■ Assigned task ■
Print the data below exactly, but only the lines from the one containing "no normalisation is" down to the one containing "every monster name.", inclusive.
### Records for processing ###
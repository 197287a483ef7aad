//! Domain-term whitelist: exact and fuzzy membership.
//!
//! The whitelist holds jargon the spell corrector must never touch — monster
//! names, place names, rulebook terms. OCR garbles these as readily as any
//! other word, so exact membership alone is not enough: `fuzzy_contains`
//! additionally accepts words within a bounded edit distance of an entry,
//! catching "Gobln" for "Goblin" before the corrector rewrites it into
//! "Gobble".
//!
//! Matching is case- and form-sensitive as loaded; no normalisation is
//! applied to entries or probes.

use crate::error::TomeError;
use std::collections::HashSet;
use std::path::Path;
use tracing::debug;

/// Minimum normalized edit similarity for a fuzzy whitelist hit.
///
/// On this scale 1.0 is an exact match and 0.0 shares nothing. 0.8 admits one
/// edit in a five-or-six-letter name, which is the typical OCR damage, while
/// rejecting genuinely different words.
const SIMILARITY_THRESHOLD: f64 = 0.8;

/// An immutable set of domain terms loaded once at startup.
#[derive(Debug, Clone)]
pub struct Whitelist {
    terms: HashSet<String>,
}

impl Whitelist {
    /// Load a whitelist from a newline-delimited file.
    ///
    /// Each line is trimmed; blank lines are dropped. Duplicate terms
    /// collapse into one entry.
    ///
    /// # Errors
    /// [`TomeError::WhitelistUnreadable`] if the file cannot be read. A
    /// missing whitelist is a startup-fatal configuration error — correcting
    /// a batch without jargon protection silently mangles every monster name.
    pub fn load(path: &Path) -> Result<Self, TomeError> {
        let raw = std::fs::read_to_string(path).map_err(|source| {
            TomeError::WhitelistUnreadable {
                path: path.to_path_buf(),
                source,
            }
        })?;

        let terms: HashSet<String> = raw
            .lines()
            .map(str::trim)
            .filter(|line| !line.is_empty())
            .map(str::to_string)
            .collect();

        debug!("Loaded {} whitelist terms from {}", terms.len(), path.display());

        Ok(Self { terms })
    }

    /// Build a whitelist from terms already in memory. Trims and drops blank
    /// entries exactly like [`Whitelist::load`].
    pub fn from_terms<I, S>(terms: I) -> Self
    where
        I: IntoIterator<Item = S>,
        S: AsRef<str>,
    {
        Self {
            terms: terms
                .into_iter()
                .map(|t| t.as_ref().trim().to_string())
                .filter(|t| !t.is_empty())
                .collect(),
        }
    }

    /// Exact membership test.
    pub fn contains(&self, word: &str) -> bool {
        self.terms.contains(word)
    }

    /// True if `word` is within [`SIMILARITY_THRESHOLD`] of the closest
    /// entry on the normalized edit-similarity scale.
    ///
    /// Scans all entries and keeps the best score; whitelists are a few
    /// thousand terms at most, so a linear pass per unprotected word is
    /// cheaper than it looks next to the OCR call that produced the word.
    pub fn fuzzy_contains(&self, word: &str) -> bool {
        if self.terms.contains(word) {
            return true;
        }
        let mut best = 0.0_f64;
        for term in &self.terms {
            let score = strsim::normalized_levenshtein(word, term);
            if score > best {
                best = score;
                if best >= 1.0 {
                    break;
                }
            }
        }
        best >= SIMILARITY_THRESHOLD
    }

    /// Number of loaded terms.
    pub fn len(&self) -> usize {
        self.terms.len()
    }

    /// True if no terms were loaded.
    pub fn is_empty(&self) -> bool {
        self.terms.is_empty()
    }
}

#[cfg(test)]
mod tests {
    use super::*;
    use std::io::Write;

    #[test]
    fn load_trims_and_drops_blank_lines() {
        let mut file = tempfile::NamedTempFile::new().unwrap();
        write!(file, "Goblin\n  Beholder  \n\n\nMind Flayer\n\n").unwrap();

        let wl = Whitelist::load(file.path()).unwrap();
        assert_eq!(wl.len(), 3);
        assert!(wl.contains("Goblin"));
        assert!(wl.contains("Beholder"));
        assert!(wl.contains("Mind Flayer"));
        assert!(!wl.contains(""));
    }

    #[test]
    fn load_missing_file_is_fatal() {
        let err = Whitelist::load(Path::new("/no/such/whitelist.txt")).unwrap_err();
        assert!(matches!(err, TomeError::WhitelistUnreadable { .. }));
    }

    #[test]
    fn exact_match_is_case_sensitive() {
        let wl = Whitelist::from_terms(["goblin"]);
        assert!(wl.contains("goblin"));
        assert!(!wl.contains("GOBLIN"));
    }

    #[test]
    fn one_edit_on_six_letters_clears_the_threshold() {
        // similarity = 1 - 1/6 ≈ 0.833
        let wl = Whitelist::from_terms(["goblin"]);
        assert!(wl.fuzzy_contains("gobln"));
        assert!(wl.fuzzy_contains("goblim"));
    }

    #[test]
    fn two_edits_on_six_letters_miss_the_threshold() {
        // similarity = 1 - 2/6 ≈ 0.667
        let wl = Whitelist::from_terms(["goblin"]);
        assert!(!wl.fuzzy_contains("gobxim"));
        assert!(!wl.fuzzy_contains("hobgob"));
    }

    #[test]
    fn fuzzy_uses_best_candidate_across_entries() {
        let wl = Whitelist::from_terms(["goblin", "kobold", "owlbear"]);
        assert!(wl.fuzzy_contains("kobol"));
        assert!(wl.fuzzy_contains("owlbeor"));
        assert!(!wl.fuzzy_contains("dragon"));
    }

    #[test]
    fn empty_whitelist_matches_nothing() {
        let wl = Whitelist::from_terms(Vec::<&str>::new());
        assert!(wl.is_empty());
        assert!(!wl.fuzzy_contains("goblin"));
    }
}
###
■ Response for this exercise ■
//! Matching is case- and form-sensitive as loaded; no normalisation is
//! applied to entries or probes.

use crate::error::TomeError;
use std::collections::HashSet;
use std::path::Path;
use tracing::debug;

/// Minimum normalized edit similarity for a fuzzy whitelist hit.
///
/// On this scale 1.0 is an exact match and 0.0 shares nothing. 0.8 admits one
/// edit in a five-or-six-letter name, which is the typical OCR damage, while
/// rejecting genuinely different words.
const SIMILARITY_THRESHOLD: f64 = 0.8;

/// An immutable set of domain terms loaded once at startup.
#[derive(Debug, Clone)]
pub struct Whitelist {
    terms: HashSet<String>,
}

impl Whitelist {
    /// Load a whitelist from a newline-delimited file.
    ///
    /// Each line is trimmed; blank lines are dropped. Duplicate terms
    /// collapse into one entry.
    ///
    /// # Errors
    /// [`TomeError::WhitelistUnreadable`] if the file cannot be read. A
    /// missing whitelist is a startup-fatal configuration error — correcting
    /// a batch without jargon protection silently mangles every monster name.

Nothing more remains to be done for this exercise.